Entonces me fijé en la cinta negra que rodeaba el ramo.
Se me hizo un nudo en el estómago.
Flores de funeral.
La enfermera miró del ramo a mí.
"¿Las esperabas?".
Negué con la cabeza lentamente.
"No".
"No pone quién las envía".
León se acercó.
"Tiene que haber algún error".
Entre las flores había un pequeño sobre blanco.
Extendió la mano para cogerlo.
Te lo impedí.
"Lo abriré yo".
La tarjeta que había dentro solo tenía una frase.
"Algunas llegadas deberían haber sido despedidas".
Nada más.
Sin firma.
Sin explicación.
Un escalofrío me recorrió el cuerpo.
León llamó enseguida a la sala de enfermeras.
La floristería dijo que habían aceptado el pedido por internet y que alguien había pagado en efectivo a un repartidor para que lo entregara.
Sin nombre, sin recibo y sin rastro.
La enfermera se llevó las flores de nuestra habitación en silencio después de preguntarnos si queríamos que las tirara.
"Por favor", dijo León.
Ninguno de los dos queríamos volver a verlas.
Pero después de que todos se fueran esa noche, había algo que no me dejaba en paz.
La cinta.
No sabía explicar por qué.
Salí al pasillo, donde el ramo seguía ahí, junto al mostrador de las enfermeras, esperando a que lo tiraran.

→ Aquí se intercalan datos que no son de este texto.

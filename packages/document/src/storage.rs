//! # Document storage
//!
//! Documents are stored as versioned JSON. Older schema versions are upgraded
//! in memory on load; saving always writes the current version.
//!
//! Version history:
//! - 1: `template` is a bare id string, blocks carry a plain `text` string and
//!   an optional bare `scene_number`.
//! - 2: `template` is `{id, overrides}`, blocks carry formatted `runs` and a
//!   `numbering` record; numbering lock state and revisions are stored.

use crate::block::Block;
use crate::document::Document;
use crate::errors::StorageError;
use crate::id::{BlockId, DocumentId};
use crate::numbering::NumberingState;
use crate::continuity::ContinuityLedger;
use crate::revisions::RevisionMarks;
use crate::source::BlockSource;
use crate::tree::{slot_limit, BlockTree};
use scriptory_templates::{DocumentType, TemplateId, TemplateOverrides};
use serde::{Deserialize, Serialize};
use serde_json::{json, Map, Value};
use std::collections::HashMap;
use std::path::{Path, PathBuf};
use tracing::{debug, info};

pub const SCHEMA_VERSION: u32 = 2;

/// Load and save whole documents
pub trait DocumentStore {
    fn load(&self, id: &DocumentId) -> Result<Document, StorageError>;

    fn save(&mut self, document: &Document) -> Result<(), StorageError>;

    fn exists(&self, id: &DocumentId) -> bool;

    fn list(&self) -> Result<Vec<DocumentId>, StorageError>;
}

#[derive(Debug, Clone, Serialize, Deserialize)]
struct StoredTemplate {
    id: TemplateId,
    #[serde(default, skip_serializing_if = "TemplateOverrides::is_empty")]
    overrides: TemplateOverrides,
}

#[derive(Debug, Clone, Serialize, Deserialize)]
struct StoredDocument {
    schema_version: u32,
    id: DocumentId,
    document_type: DocumentType,
    template: StoredTemplate,
    #[serde(default)]
    numbering: NumberingState,
    #[serde(default)]
    revisions: RevisionMarks,
    root: BlockId,
    /// Arena size, so handles of purged blocks are not handed out again
    #[serde(default)]
    slot_count: usize,
    blocks: Vec<Block>,
}

/// Serialize a document at the current schema version.
pub fn to_json(document: &Document) -> Result<String, StorageError> {
    let stored = StoredDocument {
        schema_version: SCHEMA_VERSION,
        id: document.id.clone(),
        document_type: document.document_type(),
        template: StoredTemplate {
            id: document.template_ref.clone(),
            overrides: document.overrides.clone(),
        },
        numbering: document.numbering.clone(),
        revisions: document.revisions.clone(),
        root: document.root(),
        slot_count: document.tree.slot_count(),
        blocks: document.tree.to_blocks(),
    };
    Ok(serde_json::to_string_pretty(&stored)?)
}

/// Parse a stored document of any supported schema version.
pub fn from_json(source: &str) -> Result<Document, StorageError> {
    let mut value: Value = serde_json::from_str(source)?;
    let version = value
        .get("schema_version")
        .and_then(Value::as_u64)
        .map(|v| v as u32)
        .unwrap_or(1);

    if version > SCHEMA_VERSION {
        return Err(StorageError::UnsupportedSchema {
            found: version,
            supported: SCHEMA_VERSION,
        });
    }
    if version == 1 {
        debug!("Upgrading schema 1 document");
        upgrade_v1(&mut value)?;
    }

    let stored: StoredDocument = serde_json::from_value(value)?;
    let limit = slot_limit(stored.blocks.len());
    if stored.slot_count > limit {
        return Err(StorageError::Malformed(format!(
            "slot_count {} exceeds {} for {} blocks",
            stored.slot_count,
            limit,
            stored.blocks.len()
        )));
    }
    let mut tree = BlockTree::from_blocks(stored.document_type, stored.root, stored.blocks)?;
    tree.reserve_slots(stored.slot_count);
    Ok(Document {
        id: stored.id,
        template_ref: stored.template.id,
        overrides: stored.template.overrides,
        numbering: stored.numbering,
        revisions: stored.revisions,
        continuity: ContinuityLedger::new(),
        tree,
    })
}

fn upgrade_v1(value: &mut Value) -> Result<(), StorageError> {
    let object = value
        .as_object_mut()
        .ok_or_else(|| StorageError::Malformed("document is not an object".to_string()))?;

    object.insert("schema_version".to_string(), json!(SCHEMA_VERSION));

    if let Some(Value::String(template)) = object.get("template").cloned() {
        object.insert("template".to_string(), json!({ "id": template }));
    }

    let blocks = object
        .get_mut("blocks")
        .and_then(Value::as_array_mut)
        .ok_or_else(|| StorageError::Malformed("missing blocks".to_string()))?;
    for block in blocks {
        let block = block
            .as_object_mut()
            .ok_or_else(|| StorageError::Malformed("block is not an object".to_string()))?;
        upgrade_v1_block(block);
    }
    Ok(())
}

fn upgrade_v1_block(block: &mut Map<String, Value>) {
    if let Some(Value::String(text)) = block.remove("text") {
        let runs = if text.is_empty() {
            json!([])
        } else {
            json!([{ "text": text }])
        };
        block.insert("runs".to_string(), runs);
    }
    if let Some(number) = block.remove("scene_number").and_then(|n| n.as_u64()) {
        block.insert(
            "numbering".to_string(),
            json!({ "label": { "number": number }, "locked": false }),
        );
    }
}

/// In-process store holding serialized documents
#[derive(Debug, Default)]
pub struct MemoryStore {
    documents: HashMap<DocumentId, String>,
}

impl MemoryStore {
    pub fn new() -> Self {
        Self::default()
    }

    /// Insert raw stored JSON (for example an older schema version)
    pub fn insert_raw(&mut self, id: DocumentId, json: String) {
        self.documents.insert(id, json);
    }
}

impl DocumentStore for MemoryStore {
    fn load(&self, id: &DocumentId) -> Result<Document, StorageError> {
        let json = self
            .documents
            .get(id)
            .ok_or_else(|| StorageError::NotFound(id.clone()))?;
        from_json(json)
    }

    fn save(&mut self, document: &Document) -> Result<(), StorageError> {
        self.documents.insert(document.id.clone(), to_json(document)?);
        Ok(())
    }

    fn exists(&self, id: &DocumentId) -> bool {
        self.documents.contains_key(id)
    }

    fn list(&self) -> Result<Vec<DocumentId>, StorageError> {
        let mut ids: Vec<DocumentId> = self.documents.keys().cloned().collect();
        ids.sort();
        Ok(ids)
    }
}

/// One `<id>.json` file per document in a directory
#[derive(Debug, Clone)]
pub struct FileStore {
    dir: PathBuf,
}

impl FileStore {
    pub fn new(dir: impl Into<PathBuf>) -> Self {
        Self { dir: dir.into() }
    }

    pub fn dir(&self) -> &Path {
        &self.dir
    }

    pub fn path_for(&self, id: &DocumentId) -> PathBuf {
        self.dir.join(format!("{}.json", id.as_str()))
    }
}

impl DocumentStore for FileStore {
    fn load(&self, id: &DocumentId) -> Result<Document, StorageError> {
        let path = self.path_for(id);
        if !path.exists() {
            return Err(StorageError::NotFound(id.clone()));
        }
        let source = std::fs::read_to_string(&path)?;
        let document = from_json(&source)?;
        debug!(path = %path.display(), "Loaded document");
        Ok(document)
    }

    fn save(&mut self, document: &Document) -> Result<(), StorageError> {
        std::fs::create_dir_all(&self.dir)?;
        let path = self.path_for(&document.id);
        std::fs::write(&path, to_json(document)?)?;
        info!(path = %path.display(), "Saved document");
        Ok(())
    }

    fn exists(&self, id: &DocumentId) -> bool {
        self.path_for(id).exists()
    }

    fn list(&self) -> Result<Vec<DocumentId>, StorageError> {
        if !self.dir.exists() {
            return Ok(Vec::new());
        }
        let mut ids: Vec<DocumentId> = std::fs::read_dir(&self.dir)?
            .filter_map(|entry| entry.ok().map(|e| e.path()))
            .filter(|path| path.extension().map(|e| e == "json").unwrap_or(false))
            .filter_map(|path| {
                path.file_stem()
                    .and_then(|stem| stem.to_str())
                    .map(DocumentId::new)
            })
            .collect();
        ids.sort();
        Ok(ids)
    }
}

"¿Puedo verlo una vez más?", pregunté.
La enfermera asintió con la cabeza.
Al levantar la cinta negra, algo metálico se me deslizó en la palma de la mano.
Un diminuto colgante de plata con forma de cochecito de bebé.
Se me paró el corazón.
En la parte de atrás había una sola fecha grabada.
18 de junio.
Hace nueve años.
Me quedé mirándolo hasta que los números se me difuminaron.
León frunció el ceño.
"¿Qué pasa?".
No pude responder.
Porque ya lo sabía.
Años atrás, había visto ese mismo colgante colgando de la pulsera de otra mujer.
Sheila.
Nunca se lo quitaba. Cada vez que alguien hablaba de niños, lo hacía girar alrededor de su muñeca y sonreía.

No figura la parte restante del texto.